Dataset entries:
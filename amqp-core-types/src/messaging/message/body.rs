use std::fmt::Display;

use amqp_value::{primitives::Binary, Value};

/// Kind of body a [`Message`](super::Message) currently carries
#[derive(Debug, Clone, Copy, PartialEq, Eq, Hash)]
pub enum BodyType {
    /// Not a valid body. A message never reports it; kept for parity with peers that expose it
    Invalid,

    /// No body section
    None,

    /// One or more data sections
    Data,

    /// One or more amqp-sequence sections
    Sequence,

    /// A single amqp-value section
    Value,
}

/// The body consists of one of the following three choices: one or more data sections, one or more
/// amqp-sequence sections, or a single amqp-value section.
#[derive(Debug, Clone, Default, PartialEq, Eq)]
pub enum Body {
    /// There is no body section at all
    #[default]
    Empty,

    /// One or more data sections
    Data(Vec<Binary>),

    /// One or more sequence sections, each a list
    Sequence(Vec<Value>),

    /// An amqp-value section contains a single AMQP value
    Value(Value),
}

impl Body {
    /// The kind of this body
    pub fn body_type(&self) -> BodyType {
        match self {
            Body::Empty => BodyType::None,
            Body::Data(_) => BodyType::Data,
            Body::Sequence(_) => BodyType::Sequence,
            Body::Value(_) => BodyType::Value,
        }
    }

    /// Whether the body section is [`Body::Data`]
    pub fn is_data(&self) -> bool {
        matches!(self, Body::Data(_))
    }

    /// Whether the body section is [`Body::Sequence`]
    pub fn is_sequence(&self) -> bool {
        matches!(self, Body::Sequence(_))
    }

    /// Whether the body section is [`Body::Value`]
    pub fn is_value(&self) -> bool {
        matches!(self, Body::Value(_))
    }

    /// Whether the body section is [`Body::Empty`]
    pub fn is_empty(&self) -> bool {
        matches!(self, Body::Empty)
    }
}

impl Display for Body {
    fn fmt(&self, f: &mut std::fmt::Formatter<'_>) -> std::fmt::Result {
        match self {
            Body::Empty => write!(f, "empty"),
            Body::Data(sections) => {
                write!(f, "data[")?;
                for (i, section) in sections.iter().enumerate() {
                    if i > 0 {
                        write!(f, ", ")?;
                    }
                    write!(f, "{}", Value::Binary(section.clone()))?;
                }
                write!(f, "]")
            }
            Body::Sequence(sections) => {
                write!(f, "sequence[")?;
                for (i, section) in sections.iter().enumerate() {
                    if i > 0 {
                        write!(f, ", ")?;
                    }
                    write!(f, "{}", section)?;
                }
                write!(f, "]")
            }
            Body::Value(value) => write!(f, "value({})", value),
        }
    }
}
//! Value type for untyped AMQP1.0 data structures.

use std::fmt::Display;

use ordered_float::OrderedFloat;
use serde_bytes::ByteBuf;

use crate::{
    described::{Composite, Described},
    format_code::EncodingCodes,
    primitives::{Array, OrderedMap, Symbol, Timestamp, Uuid},
};

mod access;
pub(crate) mod de;
mod display;
pub(crate) mod ser;

pub use access::CompositeView;

/// Primitive type definitions
///
/// Container variants own their children, so `clone()` is always a deep copy and
/// equality is structural.
#[derive(Debug, Clone, Default, Hash, PartialEq, Eq)]
pub enum Value {
    /// Indicates an empty value
    ///
    /// encoding code = 0x40,
    /// category = fixed, width = 0,
    /// label = "the null value"
    #[default]
    Null,

    /// Represents a true or false value
    ///
    /// encoding code = 0x56
    /// category = fixed, width = 1
    /// label = "boolean with the octet 0x00 being false and octet 0x01 being true"
    ///
    /// encoding name = "true", encoding code = 0x41
    /// encoding name = "false", encoding code = 0x42
    Bool(bool),

    /// Integer in the range 0 to 2^8-1 inclusive
    ///
    /// encoding code = 0x50,
    /// category = fixed, width = 1
    UByte(u8),

    /// Integer in the range 0 to 2^16-1 inclusive
    ///
    /// encoding code = 0x60,
    /// category = fixed, width = 2
    UShort(u16),

    /// Integer in the range 0 to 2^32-1 inclusive
    ///
    /// encoding code = 0x70, category = fixed, width = 4
    ///
    /// encoding name = "smalluint", encoding code = 0x52
    /// encoding name = "uint0", encoding code = 0x43
    UInt(u32),

    /// Integer in the range 0 to 2^64-1 inclusive
    ///
    /// encoding code = 0x80, category = fixed, width = 8
    ///
    /// encoding name = "smallulong", encoding code = 0x53
    /// encoding name = "ulong0", encoding code = 0x44
    ULong(u64),

    /// Integer in the range -(2^7) to 2^7-1 inclusive
    ///
    /// encoding code = 0x51,
    /// category = fixed, width = 1
    Byte(i8),

    /// Integer in the range -(2^15) to 2^15-1 inclusive
    ///
    /// encoding code = 0x61,
    /// category = fixed, width = 2
    Short(i16),

    /// Integer in the range -(2^31) to 2^31-1 inclusive
    ///
    /// encoding code = 0x71, category = fixed, width = 4
    ///
    /// encoding name = "smallint", encoding code = 0x54
    Int(i32),

    /// Integer in the range -(2^63) to 2^63-1 inclusive
    ///
    /// encoding code = 0x81, category = fixed, width = 8
    ///
    /// encoding name = "smalllong", encoding code = 0x55
    Long(i64),

    /// 32-bit floating point number (IEEE 754-2008 binary32)
    ///
    /// encoding name = "ieee-754", encoding code = 0x72
    Float(OrderedFloat<f32>),

    /// 64-bit floating point number (IEEE 754-2008 binary64).
    ///
    /// encoding name = "ieee-754", encoding code = 0x82
    Double(OrderedFloat<f64>),

    /// A single Unicode character
    ///
    /// encoding name = "utf32", encoding code = 0x73
    Char(char),

    /// An absolute point in time
    ///
    /// encoding name = "ms64", code = 0x83,
    Timestamp(Timestamp),

    /// A universally unique identifier as defined by RFC-4122 in section 4.1.2
    ///
    /// encoding code = 0x98,
    Uuid(Uuid),

    /// A sequence of octets.
    ///
    /// encoding name = "vbin8", encoding code = 0xa0
    /// encoding name = "vbin32", encoding code = 0xb0,
    Binary(ByteBuf),

    /// A sequence of Unicode characters.
    ///
    /// encoding name = "str8-utf8", encoding code = 0xa1,
    /// encoding name = "str32-utf8", encoding code = 0xb1
    String(String),

    /// Symbolic values from a constrained domain.
    ///
    /// encoding name = "sym8", encoding code = 0xa3,
    /// encoding name = "sym32", encoding code = 0xb3
    Symbol(Symbol),

    /// A sequence of polymorphic values.
    ///
    /// encoding name = "list0", encoding code = 0x45
    /// encoding name = "list8", encoding code = 0xc0
    /// encoding name = "list32", encoding code = 0xd0
    List(Vec<Value>),

    /// A polymorphic mapping from distinct keys to values.
    ///
    /// encoding name = "map8", encoding code = 0xc1,
    /// encoding name = "map32", encoding code = 0xd1,
    ///
    /// Maps are ordered, two maps which are different only in the order in which their
    /// key-value pairs are encoded are not equal.
    Map(OrderedMap<Value, Value>),

    /// A sequence of values of a single type.
    ///
    /// encoding name = "array8", encoding code = 0xe0
    /// encoding name = "array32", encoding code = 0xf0,
    Array(Array<Value>),

    /// Described type
    ///
    /// Box is used to reduce the memory size of the Value type.
    Described(Box<Described>),

    /// A described list with a fixed number of optionally set fields
    Composite(Box<Composite>),
}

/// Discriminant of a [`Value`]
#[derive(Debug, Clone, Copy, PartialEq, Eq, Hash)]
#[allow(missing_docs)]
pub enum AmqpType {
    Null,
    Bool,
    UByte,
    UShort,
    UInt,
    ULong,
    Byte,
    Short,
    Int,
    Long,
    Float,
    Double,
    Char,
    Timestamp,
    Uuid,
    Binary,
    String,
    Symbol,
    List,
    Map,
    Array,
    Described,
    Composite,
}

impl Display for AmqpType {
    fn fmt(&self, f: &mut std::fmt::Formatter<'_>) -> std::fmt::Result {
        let s = match self {
            AmqpType::Null => "null",
            AmqpType::Bool => "boolean",
            AmqpType::UByte => "ubyte",
            AmqpType::UShort => "ushort",
            AmqpType::UInt => "uint",
            AmqpType::ULong => "ulong",
            AmqpType::Byte => "byte",
            AmqpType::Short => "short",
            AmqpType::Int => "int",
            AmqpType::Long => "long",
            AmqpType::Float => "float",
            AmqpType::Double => "double",
            AmqpType::Char => "char",
            AmqpType::Timestamp => "timestamp",
            AmqpType::Uuid => "uuid",
            AmqpType::Binary => "binary",
            AmqpType::String => "string",
            AmqpType::Symbol => "symbol",
            AmqpType::List => "list",
            AmqpType::Map => "map",
            AmqpType::Array => "array",
            AmqpType::Described => "described",
            AmqpType::Composite => "composite",
        };
        f.write_str(s)
    }
}

impl Value {
    /// Returns the AMQP type of the value
    pub fn amqp_type(&self) -> AmqpType {
        match self {
            Value::Null => AmqpType::Null,
            Value::Bool(_) => AmqpType::Bool,
            Value::UByte(_) => AmqpType::UByte,
            Value::UShort(_) => AmqpType::UShort,
            Value::UInt(_) => AmqpType::UInt,
            Value::ULong(_) => AmqpType::ULong,
            Value::Byte(_) => AmqpType::Byte,
            Value::Short(_) => AmqpType::Short,
            Value::Int(_) => AmqpType::Int,
            Value::Long(_) => AmqpType::Long,
            Value::Float(_) => AmqpType::Float,
            Value::Double(_) => AmqpType::Double,
            Value::Char(_) => AmqpType::Char,
            Value::Timestamp(_) => AmqpType::Timestamp,
            Value::Uuid(_) => AmqpType::Uuid,
            Value::Binary(_) => AmqpType::Binary,
            Value::String(_) => AmqpType::String,
            Value::Symbol(_) => AmqpType::Symbol,
            Value::List(_) => AmqpType::List,
            Value::Map(_) => AmqpType::Map,
            Value::Array(_) => AmqpType::Array,
            Value::Described(_) => AmqpType::Described,
            Value::Composite(_) => AmqpType::Composite,
        }
    }

    /// Get the widest format code of the value type
    pub fn format_code(&self) -> u8 {
        let code = match *self {
            Value::Described(_) | Value::Composite(_) => EncodingCodes::DescribedType,
            Value::Null => EncodingCodes::Null,
            Value::Bool(_) => EncodingCodes::Boolean,
            Value::UByte(_) => EncodingCodes::UByte,
            Value::UShort(_) => EncodingCodes::UShort,
            Value::UInt(_) => EncodingCodes::UInt,
            Value::ULong(_) => EncodingCodes::ULong,
            Value::Byte(_) => EncodingCodes::Byte,
            Value::Short(_) => EncodingCodes::Short,
            Value::Int(_) => EncodingCodes::Int,
            Value::Long(_) => EncodingCodes::Long,
            Value::Float(_) => EncodingCodes::Float,
            Value::Double(_) => EncodingCodes::Double,
            Value::Char(_) => EncodingCodes::Char,
            Value::Timestamp(_) => EncodingCodes::Timestamp,
            Value::Uuid(_) => EncodingCodes::Uuid,
            Value::Binary(_) => EncodingCodes::VBin32,
            Value::String(_) => EncodingCodes::Str32,
            Value::Symbol(_) => EncodingCodes::Sym32,
            Value::List(_) => EncodingCodes::List32,
            Value::Map(_) => EncodingCodes::Map32,
            Value::Array(_) => EncodingCodes::Array32,
        };
        code as u8
    }

    /// Returns true for [`Value::Null`]
    pub fn is_null(&self) -> bool {
        matches!(self, Value::Null)
    }
}

macro_rules! impl_from_for_value {
    ($variant:ident, $variant_ty:ty) => {
        impl From<$variant_ty> for Value {
            fn from(val: $variant_ty) -> Self {
                Self::$variant(val)
            }
        }
    };

    ($($variant:ident, $variant_ty:ty),*) => {
        $(impl_from_for_value!($variant, $variant_ty);)*
    }
}

impl_from_for_value! {
    Bool, bool,
    UByte, u8,
    UShort, u16,
    UInt, u32,
    ULong, u64,
    Byte, i8,
    Short, i16,
    Int, i32,
    Long, i64,
    Float, OrderedFloat<f32>,
    Double, OrderedFloat<f64>,
    Char, char,
    Timestamp, Timestamp,
    Uuid, Uuid,
    Binary, ByteBuf,
    String, String,
    Symbol, Symbol,
    Map, OrderedMap<Value, Value>
}

impl From<f32> for Value {
    fn from(val: f32) -> Self {
        Self::Float(OrderedFloat::from(val))
    }
}

impl From<f64> for Value {
    fn from(val: f64) -> Self {
        Self::Double(OrderedFloat::from(val))
    }
}

impl From<&str> for Value {
    fn from(val: &str) -> Self {
        Self::String(val.to_string())
    }
}

impl From<&[u8]> for Value {
    fn from(val: &[u8]) -> Self {
        Self::Binary(ByteBuf::from(val))
    }
}

impl From<Described> for Value {
    fn from(value: Described) -> Self {
        Self::Described(Box::new(value))
    }
}

impl From<Composite> for Value {
    fn from(value: Composite) -> Self {
        Self::Composite(Box::new(value))
    }
}

impl<T> From<Array<T>> for Value
where
    T: Into<Value>,
{
    fn from(values: Array<T>) -> Self {
        Self::Array(values.0.into_iter().map(Into::into).collect())
    }
}

impl<T> From<Vec<T>> for Value
where
    T: Into<Value>,
{
    fn from(values: Vec<T>) -> Self {
        Value::List(values.into_iter().map(Into::into).collect())
    }
}

impl<T> From<Option<T>> for Value
where
    T: Into<Value>,
{
    fn from(value: Option<T>) -> Self {
        match value {
            Some(value) => value.into(),
            None => Value::Null,
        }
    }
}

macro_rules! impl_try_from_for_value_variant {
    ($variant:ident, $variant_ty:ty) => {
        impl TryFrom<Value> for $variant_ty {
            type Error = Value;

            fn try_from(val: Value) -> Result<Self, Self::Error> {
                match val {
                    Value::$variant(inner) => Ok(inner),
                    _ => Err(val)
                }
            }
        }
    };

    ($($variant:ident, $variant_ty:ty),*) => {
        $(impl_try_from_for_value_variant!($variant, $variant_ty);)*
    }
}

impl_try_from_for_value_variant! {
    Bool, bool,
    UByte, u8,
    UShort, u16,
    UInt, u32,
    ULong, u64,
    Byte, i8,
    Short, i16,
    Int, i32,
    Long, i64,
    Float, OrderedFloat<f32>,
    Double, OrderedFloat<f64>,
    Char, char,
    Timestamp, Timestamp,
    Uuid, Uuid,
    Binary, ByteBuf,
    String, String,
    Symbol, Symbol,
    List, Vec<Value>,
    Map, OrderedMap<Value, Value>,
    Array, Array<Value>
}

impl TryFrom<Value> for f32 {
    type Error = Value;

    fn try_from(value: Value) -> Result<Self, Self::Error> {
        match value {
            Value::Float(val) => Ok(val.0),
            _ => Err(value),
        }
    }
}

impl TryFrom<Value> for f64 {
    type Error = Value;

    fn try_from(value: Value) -> Result<Self, Self::Error> {
        match value {
            Value::Double(val) => Ok(val.0),
            _ => Err(value),
        }
    }
}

Prompt:
Give again, word for word, every line of the listing above from the one with "pub fn format_code(&self)" to the one with "fn from(val: f32)", both inclusive, and nothing beyond them.

Answer:
    pub fn format_code(&self) -> u8 {
        let code = match *self {
            Value::Described(_) | Value::Composite(_) => EncodingCodes::DescribedType,
            Value::Null => EncodingCodes::Null,
            Value::Bool(_) => EncodingCodes::Boolean,
            Value::UByte(_) => EncodingCodes::UByte,
            Value::UShort(_) => EncodingCodes::UShort,
            Value::UInt(_) => EncodingCodes::UInt,
            Value::ULong(_) => EncodingCodes::ULong,
            Value::Byte(_) => EncodingCodes::Byte,
            Value::Short(_) => EncodingCodes::Short,
            Value::Int(_) => EncodingCodes::Int,
            Value::Long(_) => EncodingCodes::Long,
            Value::Float(_) => EncodingCodes::Float,
            Value::Double(_) => EncodingCodes::Double,
            Value::Char(_) => EncodingCodes::Char,
            Value::Timestamp(_) => EncodingCodes::Timestamp,
            Value::Uuid(_) => EncodingCodes::Uuid,
            Value::Binary(_) => EncodingCodes::VBin32,
            Value::String(_) => EncodingCodes::Str32,
            Value::Symbol(_) => EncodingCodes::Sym32,
            Value::List(_) => EncodingCodes::List32,
            Value::Map(_) => EncodingCodes::Map32,
            Value::Array(_) => EncodingCodes::Array32,
        };
        code as u8
    }

    /// Returns true for [`Value::Null`]
    pub fn is_null(&self) -> bool {
        matches!(self, Value::Null)
    }
}

macro_rules! impl_from_for_value {
    ($variant:ident, $variant_ty:ty) => {
        impl From<$variant_ty> for Value {
            fn from(val: $variant_ty) -> Self {
                Self::$variant(val)
            }
        }
    };

    ($($variant:ident, $variant_ty:ty),*) => {
        $(impl_from_for_value!($variant, $variant_ty);)*
    }
}

impl_from_for_value! {
    Bool, bool,
    UByte, u8,
    UShort, u16,
    UInt, u32,
    ULong, u64,
    Byte, i8,
    Short, i16,
    Int, i32,
    Long, i64,
    Float, OrderedFloat<f32>,
    Double, OrderedFloat<f64>,
    Char, char,
    Timestamp, Timestamp,
    Uuid, Uuid,
    Binary, ByteBuf,
    String, String,
    Symbol, Symbol,
    Map, OrderedMap<Value, Value>
}

impl From<f32> for Value {
    fn from(val: f32) -> Self {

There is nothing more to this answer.